Provided entries:
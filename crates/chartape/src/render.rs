//! The value-rendering capability.
//!
//! [`render`](crate::render()), [`join`](crate::join()) and `print` are
//! generic over how a value becomes text. That
//! polymorphism belongs to the embedding host — a scripting runtime renders
//! its own boxed values — so it is a single-method trait here rather than a
//! closed set of kinds. Implementations for ordinary Rust types cover tests
//! and simple embedders; the `values` feature adds a dynamic
//! [`Value`](crate::Value) host.

use alloc::{
    string::{String, ToString},
    vec::Vec,
};

use bstr::{BStr, BString};

/// Renders a value as raw text.
///
/// Rendering is raw: a string appends its bytes with no quoting or escaping.
/// The output buffer is append-only; implementations must not inspect or
/// rewrite what is already there.
pub trait Render {
    /// Append the textual form of `self` to `out`.
    fn render_to(&self, out: &mut Vec<u8>);
}

impl<T: Render + ?Sized> Render for &T {
    fn render_to(&self, out: &mut Vec<u8>) {
        (**self).render_to(out);
    }
}

impl Render for str {
    fn render_to(&self, out: &mut Vec<u8>) {
        out.extend_from_slice(self.as_bytes());
    }
}

impl Render for String {
    fn render_to(&self, out: &mut Vec<u8>) {
        out.extend_from_slice(self.as_bytes());
    }
}

impl Render for BStr {
    fn render_to(&self, out: &mut Vec<u8>) {
        out.extend_from_slice(self);
    }
}

impl Render for BString {
    fn render_to(&self, out: &mut Vec<u8>) {
        out.extend_from_slice(self);
    }
}

impl Render for bool {
    fn render_to(&self, out: &mut Vec<u8>) {
        out.extend_from_slice(if *self { b"true" } else { b"false" });
    }
}

impl Render for i64 {
    fn render_to(&self, out: &mut Vec<u8>) {
        out.extend_from_slice(self.to_string().as_bytes());
    }
}

impl Render for f64 {
    fn render_to(&self, out: &mut Vec<u8>) {
        out.extend_from_slice(self.to_string().as_bytes());
    }
}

Exercise description:
Select and copy every line of the material that holds the string "BString".

Answer for this exercise:
use bstr::{BStr, BString};
impl Render for BString {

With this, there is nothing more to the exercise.